Background technique
Nitrogen oxides is one of main atmosphere pollution, and causes the rings such as China various regions acid rain, haze, ozone layer destroying
The big factors of border problem.Its emission control has become the research hotspot in environmental catalysis and Atmosphere control field.Ammonia selection
Property catalysis reduction (Selective catalytic reduction, SCR) nitrogen oxides be most widely used at present
The key of removal of nitrogen oxide technology, SCR technology is the catalyst of efficient stable.Currently, industrially using more mature
NH3SCR catalyst is V2O5/TiO2Or in V2O5/TiO2On the basis of the catalyst that is modified, but V-W- used at present
Ti catalyst series, required reaction temperature window narrows, temperature are higher, have preferable catalysis usually within the scope of 320-400 DEG C
Performance, and the SO in flue gas2In the higher situation of dust concentration, different degrees of catalyst inactivation phenomenon can be generated significantly
Shorten catalyst life;If to economizer, deduster and must just be taken off by the SCR process Installation on the boiler to have come into operation
Sulphur device carries out biggish scrap build, greatly increases investment cost.If SCR is placed in order to extend the service life of catalyst
After desulfation dust-extraction device, since flue-gas temperature is generally lower than 433 K after desulfurization and dedusting, it is necessary to carry out repeating to add to flue gas
Heat, this will greatly increase denitration cost.Therefore, it develops low-temperature SCR catalyst and technique is very necessary.
Summary of the invention
The mesoporous manganese titanium that the purpose of the present invention is to provide a kind of with good removing NOx performance in low temperature range is urged
Agent.The present invention passes through sol-gal process to achieve the goals above and is prepared for mesoporous MnxTiO2Catalyst, the catalyst have
Good denitration efficiency, in 125-350 DEG C of wide temperature range, the net conversion ratio of nitrogen oxides is up to 90% or more.

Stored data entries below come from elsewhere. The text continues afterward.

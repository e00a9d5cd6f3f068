use crate::visual::{StyleEngine, VisualizerSettings};

use super::surface::Surface;

/// The on-screen container the display surface fills.
#[derive(Clone, Copy, Debug, PartialEq)]
pub struct DisplayViewport {
    pub css_width: f32,
    pub css_height: f32,
    pub device_pixel_ratio: f32,
}

impl DisplayViewport {
    pub fn new(css_width: f32, css_height: f32, device_pixel_ratio: f32) -> Self {
        Self { css_width, css_height, device_pixel_ratio }
    }

    /// Backing-buffer size in device pixels. A missing or nonsensical ratio
    /// counts as 1.
    pub fn pixel_size(&self) -> (u32, u32) {
        let dpr = if self.device_pixel_ratio.is_finite() && self.device_pixel_ratio > 0.0 {
            self.device_pixel_ratio
        } else {
            1.0
        };
        let scale = |css: f32| {
            if css.is_finite() {
                (css * dpr).floor().max(0.0) as u32
            } else {
                0
            }
        };
        (scale(self.css_width), scale(self.css_height))
    }
}

#[derive(Clone, Copy, Debug, Default, PartialEq, Eq)]
pub struct TickReport {
    pub display_resized: bool,
    pub capture_resized: bool,
    /// Live particles after this tick's physics step.
    pub particles: usize,
}

/// Paints every tick twice: once for the on-screen display surface, once for
/// the fixed-resolution capture surface, from one shared engine state.
pub struct DualSurfaceRenderer {
    display: Surface,
    capture: Surface,
    viewport: DisplayViewport,
    engine: StyleEngine,
    ticks: u64,
}

impl DualSurfaceRenderer {
    pub fn new(viewport: DisplayViewport, engine: StyleEngine) -> Self {
        Self {
            display: Surface::new(0, 0),
            capture: Surface::new(0, 0),
            viewport,
            engine,
            ticks: 0,
        }
    }

    pub fn display(&self) -> &Surface {
        &self.display
    }

    pub fn capture(&self) -> &Surface {
        &self.capture
    }

    pub fn engine(&self) -> &StyleEngine {
        &self.engine
    }

    pub fn viewport(&self) -> DisplayViewport {
        self.viewport
    }

    pub fn ticks(&self) -> u64 {
        self.ticks
    }

    /// Records a new container size. The display buffer follows on the next
    /// tick; the capture surface is unaffected.
    pub fn set_viewport(&mut self, viewport: DisplayViewport) {
        self.viewport = viewport;
    }

    /// Applies a settings change immediately: a new style clears the shared
    /// particle pool, a new resolution reallocates the capture surface.
    /// Returns whether the capture surface was reallocated.
    pub fn apply_settings(&mut self, settings: &VisualizerSettings) -> bool {
        self.engine.select_style(settings.style);
        let (w, h) = settings.resolution.dimensions();
        self.capture.resize_if_needed(w, h)
    }

    /// Runs one tick: a single physics step, then display paint, then
    /// capture paint, both from the same bins, settings and particle pool.
    pub fn tick(&mut self, bins: &[u8], settings: &VisualizerSettings) -> TickReport {
        self.engine.advance(bins, settings);

        let (dw, dh) = self.viewport.pixel_size();
        let display_resized = self.display.resize_if_needed(dw, dh);
        self.engine.paint(&mut self.display, bins, settings);

        let (cw, ch) = settings.resolution.dimensions();
        let capture_resized = self.capture.resize_if_needed(cw, ch);
        self.engine.paint(&mut self.capture, bins, settings);

        self.ticks += 1;
        TickReport {
            display_resized,
            capture_resized,
            particles: self.engine.particles().len(),
        }
    }
}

The technical solution used in the present invention are as follows: a method of prepare mesoporous manganese titanium low-temperature denitration catalyst, including with
Lower step
S01 measures acetic acid and is placed in container;
S02 is by template F127(molecular formula: EO106PO70EO106), manganese acetate and butyl titanate be dissolved in the acetic acid,
It is sufficiently stirred to form colloidal sol;
The colloidal sol of formation is transferred in culture dish by S03 and to form gel saturating for evaporation under conditions of relative humidity 40%-80%
Bright film;
The gel hyaline membrane is transferred to aging in baking oven by S04, to obtain meso-hole structure hybrid;
The meso-hole structure hybrid is transferred to Muffle kiln roasting by S05, forms the crystalline structure of cubic phase, is made mesoporous
MnxTiO2Catalyst.
Further, the mesoporous MnxTiO20≤x≤1 in catalyst.
Further, the mesoporous MnxTiO2The molar ratio of Mn and Ti is 0.2 ~ 1 in catalyst.
Further, in the step S03 evaporating temperature be 20 DEG C -40 DEG C, be in order to allow acetic acid slow evaporation while
Original structure of matter in colloidal sol will not be destroyed again and forms gel.
Further, aging temperature is 50 DEG C -70 DEG C in the step S04, is formed and is situated between to allow the slow aging of gel
Pore structure hybrid.
Further, maturing temperature is 350-450 DEG C, calcining time 4-5h in the step S05, is to not break
Under the premise of bad meso-hole structure, the lattice body with ordered mesopore structure is formed, enhances the interaction between manganese titanium, improves and lives
Property.
Further, the amount of the acetic acid be 30-50ml, acetic acid is solvent, sufficiently dissolve template F127, manganese acetate and
Butyl titanate.
Further, the molar ratio of the template F127 and manganese acetate and butyl titanate is 0.15-0.2:2-10:
10-20, template F127 are to increase the specific surface area of catalyst to form meso-hole structure, enhance the phase interaction between manganese titanium
Best ratio when being to find out activity preferably with, the manganese acetate and butyl titanate that different proportion is added between manganese and titanium.
The utility model has the advantages that catalyst produced by the present invention can be used for coal-burning power plant, Industrial Boiler, building materials caused by of the invention
The removing of the stationary sources such as stove and the mobile source emission nitrogen oxides of diesel vehicle.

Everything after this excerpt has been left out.